When working with Node.js projects, you'll probably need to manage their dependencies (the external code libraries your project needs to run).

Two common commands to do this are npm install and npm ci.

They might seem similar, but they have different purposes and behaviors.

Let's look at them:

npm install

It's mainly used when you're working on your project and need to add, remove, or update the libraries it uses.

How it works

It looks at your project's package.json file, which lists your dependencies and determines which versions to install. If there's a package-lock.json file, it will also use this but might update it to match what's in package.json.

It would be best to use this command during your day-to-day development when changing your project's libraries.

npm ci

This command sets up your project consistently and reliably, using exactly the versions of libraries specified in your package-lock.json.

How it works

It ignores package.json and only uses package-lock.json to install dependencies. This ensures you get the same setup every time, which is great for automated environments like continuous integration (CI) systems.
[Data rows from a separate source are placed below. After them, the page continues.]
impl EngineConfig {
    pub fn from_json_str(json: &str) -> Result<Self> {
        let config: Self = serde_json::from_str(json)?;
        config.validate()?;
        Ok(config)
    }

    pub fn from_file(path: impl AsRef<Path>) -> Result<Self> {
        let raw = std::fs::read_to_string(path)?;
        Self::from_json_str(&raw)
    }

    /// Defaults with the common knobs overridable from the environment.
    ///
    /// The result is validated, so a value such as `ATTENTION_TARGET_FPS=0`
    /// is rejected instead of stalling the governor.
    pub fn from_env() -> Result<Self> {
        Self::from_lookup(|key| std::env::var(key).ok())
    }

    fn from_lookup(lookup: impl Fn(&str) -> Option<String>) -> Result<Self> {
        let mut config = Self::default();

        if let Some(val) = lookup("ATTENTION_TARGET_FPS") {
            config.governor.target_fps = parse_var("ATTENTION_TARGET_FPS", &val)?;
        }
        if let Some(val) = lookup("ATTENTION_UI_INTERVAL_MS") {
            config.governor.ui_update_interval_ms = parse_var("ATTENTION_UI_INTERVAL_MS", &val)?;
        }
        if let Some(val) = lookup("ATTENTION_MIN_CALIBRATION_SAMPLES") {
            config.calibration.min_samples = parse_var("ATTENTION_MIN_CALIBRATION_SAMPLES", &val)?;
        }
        if let Some(val) = lookup("ATTENTION_HYSTERESIS_SHARE") {
            config.smoothing.hysteresis_share = parse_var("ATTENTION_HYSTERESIS_SHARE", &val)?;
        }

        config.validate()?;
        Ok(config)
    }

    pub fn validate(&self) -> Result<()> {
        if !(self.governor.target_fps > 0.0 && self.governor.target_fps.is_finite()) {
            return Err(Error::Config("governor.target_fps must be positive and finite".into()));
        }
        if self.governor.window_size == 0 || self.governor.skip_frame_threshold == 0 {
            return Err(Error::Config(
                "governor window and skip threshold must be at least 1".into(),
            ));
        }
        if self.ear.history_size == 0 || self.smoothing.history_size == 0 {
            return Err(Error::Config("history sizes must be at least 1".into()));
        }
        if self.ear.min_ear > self.ear.max_ear || self.ear.min_correction > self.ear.max_correction {
            return Err(Error::Config("ear bounds are inverted".into()));
        }
        if self.smoothing.decay_weights.is_empty()
            || self.smoothing.decay_weights.iter().any(|w| *w < 0.0)
        {
            return Err(Error::Config(
                "smoothing.decay_weights must be non-empty and non-negative".into(),
            ));
        }
        if !(self.smoothing.hysteresis_share > 0.0 && self.smoothing.hysteresis_share <= 1.0) {
            return Err(Error::Config("smoothing.hysteresis_share must be in (0, 1]".into()));
        }
        if self.calibration.min_samples == 0 {
            return Err(Error::Config("calibration.min_samples must be at least 1".into()));
        }
        for (state, scorer) in self.expression.scorers() {
            if (scorer.weight_sum() - 1.0).abs() > WEIGHT_SUM_TOLERANCE {
                return Err(Error::Config(format!(
                    "{} scorer weights sum to {:.3}, expected 1.0",
                    state.label(),
                    scorer.weight_sum()
                )));
            }
        }
        Ok(())
    }
}

fn parse_var<T: std::str::FromStr>(name: &str, raw: &str) -> Result<T> {
    raw.trim()
        .parse()
        .map_err(|_| Error::Config(format!("{name}={raw:?} is not a valid value")))
}

#[cfg(test)]
mod tests {
    use super::*;

    #[test]
    fn test_default_config_is_valid() {
        EngineConfig::default().validate().unwrap();
    }

    #[test]
    fn test_default_scorer_weights_sum_to_one() {
        let config = ExpressionConfig::default();
        for (_, scorer) in config.scorers() {
            assert!((scorer.weight_sum() - 1.0).abs() < 1e-9);
        }
    }

    #[test]
    fn test_partial_json_fills_defaults() {
        let config =
            EngineConfig::from_json_str(r#"{"governor": {"target_fps": 30.0}}"#).unwrap();
        assert_eq!(config.governor.target_fps, 30.0);
        assert_eq!(config.governor.ui_update_interval_ms, 200);
        assert_eq!(config.smoothing.history_size, 7);
    }

    fn env(vars: &[(&str, &str)]) -> impl Fn(&str) -> Option<String> {
        let vars: Vec<(String, String)> =
            vars.iter().map(|(k, v)| (k.to_string(), v.to_string())).collect();
        move |key| vars.iter().find(|(k, _)| k == key).map(|(_, v)| v.clone())
    }

    #[test]
    fn test_env_overrides_apply() {
        let config = EngineConfig::from_lookup(env(&[
            ("ATTENTION_TARGET_FPS", "30"),
            ("ATTENTION_UI_INTERVAL_MS", "150"),
        ]))
        .unwrap();
        assert_eq!(config.governor.target_fps, 30.0);
        assert_eq!(config.governor.ui_update_interval_ms, 150);
        assert_eq!(config.calibration.min_samples, 30);
    }

    #[test]
    fn test_env_rejects_unusable_fps() {
        for bad in ["0", "NaN", "inf", "-5", "fast"] {
            let err = EngineConfig::from_lookup(env(&[("ATTENTION_TARGET_FPS", bad)])).unwrap_err();
            assert!(matches!(err, Error::Config(_)), "{bad}");
        }
    }

    #[test]
    fn test_env_rejects_out_of_range_share() {
        assert!(EngineConfig::from_lookup(env(&[("ATTENTION_HYSTERESIS_SHARE", "1.5")])).is_err());
        assert!(EngineConfig::from_lookup(env(&[("ATTENTION_MIN_CALIBRATION_SAMPLES", "0")])).is_err());
    }

    #[test]
    fn test_rejects_zero_fps() {
        let err = EngineConfig::from_json_str(r#"{"governor": {"target_fps": 0.0}}"#).unwrap_err();
        assert!(matches!(err, Error::Config(_)));
    }

    #[test]
    fn test_rejects_unbalanced_scorer() {
        let mut config = EngineConfig::default();
        config.expression.boredom.weights[0].1 = 0.9;
        assert!(config.validate().is_err());
    }

    #[test]
    fn test_malformed_json_is_reported() {
        let err = EngineConfig::from_json_str("{not json").unwrap_err();
        assert!(matches!(err, Error::Json(_)));
    }

    #[test]
    fn test_min_interval_from_target_rate() {
        let governor = GovernorConfig {
            target_fps: 20.0,
            ..Default::default()
        };
        assert!((governor.min_interval_ms() - 50.0).abs() < 1e-9);
    }
}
Use this command to ensure your project runs the same way every time without any surprises from updated dependencies. You probably don't need it while developing.

Key Differences

• Updating Dependencies: npm install can change which versions of libraries are used, based on package.json. npm ci sticks strictly to package-lock.json.
• Changing the Lock File: npm install might change package-lock.json, but npm ci won't.
• Speed: npm ci is usually faster than npm install because it skips some steps, like checking for newer versions of your libraries.